::: Data for this exercise :::

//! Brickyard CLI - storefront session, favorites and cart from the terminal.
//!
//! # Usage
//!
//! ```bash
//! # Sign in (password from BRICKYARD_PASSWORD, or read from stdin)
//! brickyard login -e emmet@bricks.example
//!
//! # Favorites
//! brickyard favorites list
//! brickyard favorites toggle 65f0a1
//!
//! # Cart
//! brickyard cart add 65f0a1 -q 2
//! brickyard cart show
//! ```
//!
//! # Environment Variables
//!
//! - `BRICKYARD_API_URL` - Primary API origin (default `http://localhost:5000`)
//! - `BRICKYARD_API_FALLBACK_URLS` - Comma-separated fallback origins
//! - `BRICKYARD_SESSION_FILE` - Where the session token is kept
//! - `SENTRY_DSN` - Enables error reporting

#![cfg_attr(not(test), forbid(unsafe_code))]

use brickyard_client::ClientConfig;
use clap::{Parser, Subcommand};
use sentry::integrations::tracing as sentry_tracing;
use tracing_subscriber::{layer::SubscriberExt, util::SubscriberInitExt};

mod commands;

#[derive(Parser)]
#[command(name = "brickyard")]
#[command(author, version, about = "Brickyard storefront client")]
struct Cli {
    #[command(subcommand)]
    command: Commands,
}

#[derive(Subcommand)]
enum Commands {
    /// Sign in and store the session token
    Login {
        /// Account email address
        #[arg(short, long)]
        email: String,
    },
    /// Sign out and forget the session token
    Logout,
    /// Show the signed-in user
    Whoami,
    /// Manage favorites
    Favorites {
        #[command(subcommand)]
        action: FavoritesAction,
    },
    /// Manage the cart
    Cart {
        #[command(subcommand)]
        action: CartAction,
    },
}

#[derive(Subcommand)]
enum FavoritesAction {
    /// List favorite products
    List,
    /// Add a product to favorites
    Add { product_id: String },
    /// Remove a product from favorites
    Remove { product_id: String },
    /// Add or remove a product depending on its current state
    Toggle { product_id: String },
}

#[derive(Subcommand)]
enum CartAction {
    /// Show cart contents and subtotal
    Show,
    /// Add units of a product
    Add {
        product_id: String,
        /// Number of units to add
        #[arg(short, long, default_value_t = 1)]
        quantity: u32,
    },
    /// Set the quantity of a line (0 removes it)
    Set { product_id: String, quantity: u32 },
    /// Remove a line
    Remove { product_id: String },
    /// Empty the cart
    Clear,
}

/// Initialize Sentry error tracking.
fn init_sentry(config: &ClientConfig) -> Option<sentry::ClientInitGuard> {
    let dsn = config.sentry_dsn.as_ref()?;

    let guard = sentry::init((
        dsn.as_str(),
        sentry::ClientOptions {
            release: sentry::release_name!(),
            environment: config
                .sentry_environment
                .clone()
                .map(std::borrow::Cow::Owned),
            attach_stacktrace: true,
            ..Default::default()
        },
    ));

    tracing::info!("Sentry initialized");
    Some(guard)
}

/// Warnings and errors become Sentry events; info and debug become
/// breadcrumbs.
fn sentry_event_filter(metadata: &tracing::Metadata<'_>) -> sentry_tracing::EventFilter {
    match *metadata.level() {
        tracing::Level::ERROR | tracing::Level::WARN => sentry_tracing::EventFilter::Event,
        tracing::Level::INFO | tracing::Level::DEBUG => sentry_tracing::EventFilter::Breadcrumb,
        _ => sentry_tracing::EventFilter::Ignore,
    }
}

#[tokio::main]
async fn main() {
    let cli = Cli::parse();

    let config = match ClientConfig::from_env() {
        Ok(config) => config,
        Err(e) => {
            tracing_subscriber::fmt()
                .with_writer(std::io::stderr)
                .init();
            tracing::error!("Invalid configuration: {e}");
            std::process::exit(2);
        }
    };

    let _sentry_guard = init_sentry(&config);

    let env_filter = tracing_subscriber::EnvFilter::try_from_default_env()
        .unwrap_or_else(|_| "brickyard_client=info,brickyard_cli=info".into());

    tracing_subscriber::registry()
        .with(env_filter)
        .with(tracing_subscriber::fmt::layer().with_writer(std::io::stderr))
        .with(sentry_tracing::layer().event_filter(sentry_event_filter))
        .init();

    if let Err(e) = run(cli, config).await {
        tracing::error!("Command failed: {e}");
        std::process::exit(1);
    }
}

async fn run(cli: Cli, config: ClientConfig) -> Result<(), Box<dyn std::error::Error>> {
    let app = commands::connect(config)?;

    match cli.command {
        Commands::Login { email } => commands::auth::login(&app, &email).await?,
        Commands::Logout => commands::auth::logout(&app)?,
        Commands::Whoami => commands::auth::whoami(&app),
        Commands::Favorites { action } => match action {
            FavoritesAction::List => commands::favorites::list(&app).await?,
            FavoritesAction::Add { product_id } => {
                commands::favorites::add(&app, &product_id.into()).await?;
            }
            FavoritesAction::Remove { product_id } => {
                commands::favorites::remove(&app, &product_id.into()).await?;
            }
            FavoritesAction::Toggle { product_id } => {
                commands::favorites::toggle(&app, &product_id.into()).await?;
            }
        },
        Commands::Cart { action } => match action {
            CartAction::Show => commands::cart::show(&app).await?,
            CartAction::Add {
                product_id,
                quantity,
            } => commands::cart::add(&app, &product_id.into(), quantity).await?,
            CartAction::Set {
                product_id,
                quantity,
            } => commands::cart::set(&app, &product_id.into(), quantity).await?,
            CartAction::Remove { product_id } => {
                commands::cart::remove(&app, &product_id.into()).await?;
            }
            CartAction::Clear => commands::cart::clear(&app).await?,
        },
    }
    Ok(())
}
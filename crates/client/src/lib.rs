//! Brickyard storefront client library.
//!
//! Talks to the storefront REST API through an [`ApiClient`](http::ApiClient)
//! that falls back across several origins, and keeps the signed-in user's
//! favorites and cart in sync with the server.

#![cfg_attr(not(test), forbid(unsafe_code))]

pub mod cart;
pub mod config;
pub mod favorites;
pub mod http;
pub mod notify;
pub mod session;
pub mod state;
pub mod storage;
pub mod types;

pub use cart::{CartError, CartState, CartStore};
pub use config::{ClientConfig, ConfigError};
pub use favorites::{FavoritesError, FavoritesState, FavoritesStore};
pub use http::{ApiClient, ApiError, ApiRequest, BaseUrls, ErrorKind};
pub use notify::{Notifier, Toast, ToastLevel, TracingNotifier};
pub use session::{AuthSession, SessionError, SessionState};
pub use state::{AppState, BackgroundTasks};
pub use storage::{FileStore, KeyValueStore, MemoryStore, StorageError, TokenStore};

:::

→ **Task description**
Please copy every line of the material exactly.

→ **Expected answer**
//! Brickyard CLI - storefront session, favorites and cart from the terminal.
//!
//! # Usage
//!
//! ```bash
//! # Sign in (password from BRICKYARD_PASSWORD, or read from stdin)
//! brickyard login -e emmet@bricks.example
//!
//! # Favorites
//! brickyard favorites list
//! brickyard favorites toggle 65f0a1
//!
//! # Cart
//! brickyard cart add 65f0a1 -q 2
//! brickyard cart show
//! ```
//!
//! # Environment Variables
//!
//! - `BRICKYARD_API_URL` - Primary API origin (default `http://localhost:5000`)
//! - `BRICKYARD_API_FALLBACK_URLS` - Comma-separated fallback origins
//! - `BRICKYARD_SESSION_FILE` - Where the session token is kept
//! - `SENTRY_DSN` - Enables error reporting

#![cfg_attr(not(test), forbid(unsafe_code))]

use brickyard_client::ClientConfig;
use clap::{Parser, Subcommand};
use sentry::integrations::tracing as sentry_tracing;
use tracing_subscriber::{layer::SubscriberExt, util::SubscriberInitExt};

mod commands;

#[derive(Parser)]
#[command(name = "brickyard")]
#[command(author, version, about = "Brickyard storefront client")]
struct Cli {
    #[command(subcommand)]
    command: Commands,
}

#[derive(Subcommand)]
enum Commands {
    /// Sign in and store the session token
    Login {
        /// Account email address
        #[arg(short, long)]
        email: String,
    },
    /// Sign out and forget the session token
    Logout,
    /// Show the signed-in user
    Whoami,
    /// Manage favorites
    Favorites {
        #[command(subcommand)]
        action: FavoritesAction,
    },
    /// Manage the cart
    Cart {
        #[command(subcommand)]
        action: CartAction,
    },
}

#[derive(Subcommand)]
enum FavoritesAction {
    /// List favorite products
    List,
    /// Add a product to favorites
    Add { product_id: String },
    /// Remove a product from favorites
    Remove { product_id: String },
    /// Add or remove a product depending on its current state
    Toggle { product_id: String },
}

#[derive(Subcommand)]
enum CartAction {
    /// Show cart contents and subtotal
    Show,
    /// Add units of a product
    Add {
        product_id: String,
        /// Number of units to add
        #[arg(short, long, default_value_t = 1)]
        quantity: u32,
    },
    /// Set the quantity of a line (0 removes it)
    Set { product_id: String, quantity: u32 },
    /// Remove a line
    Remove { product_id: String },
    /// Empty the cart
    Clear,
}

/// Initialize Sentry error tracking.
fn init_sentry(config: &ClientConfig) -> Option<sentry::ClientInitGuard> {
    let dsn = config.sentry_dsn.as_ref()?;

    let guard = sentry::init((
        dsn.as_str(),
        sentry::ClientOptions {
            release: sentry::release_name!(),
            environment: config
                .sentry_environment
                .clone()
                .map(std::borrow::Cow::Owned),
            attach_stacktrace: true,
            ..Default::default()
        },
    ));

    tracing::info!("Sentry initialized");
    Some(guard)
}

/// Warnings and errors become Sentry events; info and debug become
/// breadcrumbs.
fn sentry_event_filter(metadata: &tracing::Metadata<'_>) -> sentry_tracing::EventFilter {
    match *metadata.level() {
        tracing::Level::ERROR | tracing::Level::WARN => sentry_tracing::EventFilter::Event,
        tracing::Level::INFO | tracing::Level::DEBUG => sentry_tracing::EventFilter::Breadcrumb,
        _ => sentry_tracing::EventFilter::Ignore,
    }
}

#[tokio::main]
async fn main() {
    let cli = Cli::parse();

    let config = match ClientConfig::from_env() {
        Ok(config) => config,
        Err(e) => {
            tracing_subscriber::fmt()
                .with_writer(std::io::stderr)
                .init();
            tracing::error!("Invalid configuration: {e}");
            std::process::exit(2);
        }
    };

    let _sentry_guard = init_sentry(&config);

    let env_filter = tracing_subscriber::EnvFilter::try_from_default_env()
        .unwrap_or_else(|_| "brickyard_client=info,brickyard_cli=info".into());

    tracing_subscriber::registry()
        .with(env_filter)
        .with(tracing_subscriber::fmt::layer().with_writer(std::io::stderr))
        .with(sentry_tracing::layer().event_filter(sentry_event_filter))
        .init();

    if let Err(e) = run(cli, config).await {
        tracing::error!("Command failed: {e}");
        std::process::exit(1);
    }
}

async fn run(cli: Cli, config: ClientConfig) -> Result<(), Box<dyn std::error::Error>> {
    let app = commands::connect(config)?;

    match cli.command {
        Commands::Login { email } => commands::auth::login(&app, &email).await?,
        Commands::Logout => commands::auth::logout(&app)?,
        Commands::Whoami => commands::auth::whoami(&app),
        Commands::Favorites { action } => match action {
            FavoritesAction::List => commands::favorites::list(&app).await?,
            FavoritesAction::Add { product_id } => {
                commands::favorites::add(&app, &product_id.into()).await?;
            }
            FavoritesAction::Remove { product_id } => {
                commands::favorites::remove(&app, &product_id.into()).await?;
            }
            FavoritesAction::Toggle { product_id } => {
                commands::favorites::toggle(&app, &product_id.into()).await?;
            }
        },
        Commands::Cart { action } => match action {
            CartAction::Show => commands::cart::show(&app).await?,
            CartAction::Add {
                product_id,
                quantity,
            } => commands::cart::add(&app, &product_id.into(), quantity).await?,
            CartAction::Set {
                product_id,
                quantity,
            } => commands::cart::set(&app, &product_id.into(), quantity).await?,
            CartAction::Remove { product_id } => {
                commands::cart::remove(&app, &product_id.into()).await?;
            }
            CartAction::Clear => commands::cart::clear(&app).await?,
        },
    }
    Ok(())
}
filename crates/client/src/lib.rs
//! Brickyard storefront client library.
//!
//! Talks to the storefront REST API through an [`ApiClient`](http::ApiClient)
//! that falls back across several origins, and keeps the signed-in user's
//! favorites and cart in sync with the server.

#![cfg_attr(not(test), forbid(unsafe_code))]

pub mod cart;
pub mod config;
pub mod favorites;
pub mod http;
pub mod notify;
pub mod session;
pub mod state;
pub mod storage;
pub mod types;

pub use cart::{CartError, CartState, CartStore};
pub use config::{ClientConfig, ConfigError};
pub use favorites::{FavoritesError, FavoritesState, FavoritesStore};
pub use http::{ApiClient, ApiError, ApiRequest, BaseUrls, ErrorKind};
pub use notify::{Notifier, Toast, ToastLevel, TracingNotifier};
pub use session::{AuthSession, SessionError, SessionState};
pub use state::{AppState, BackgroundTasks};
pub use storage::{FileStore, KeyValueStore, MemoryStore, StorageError, TokenStore};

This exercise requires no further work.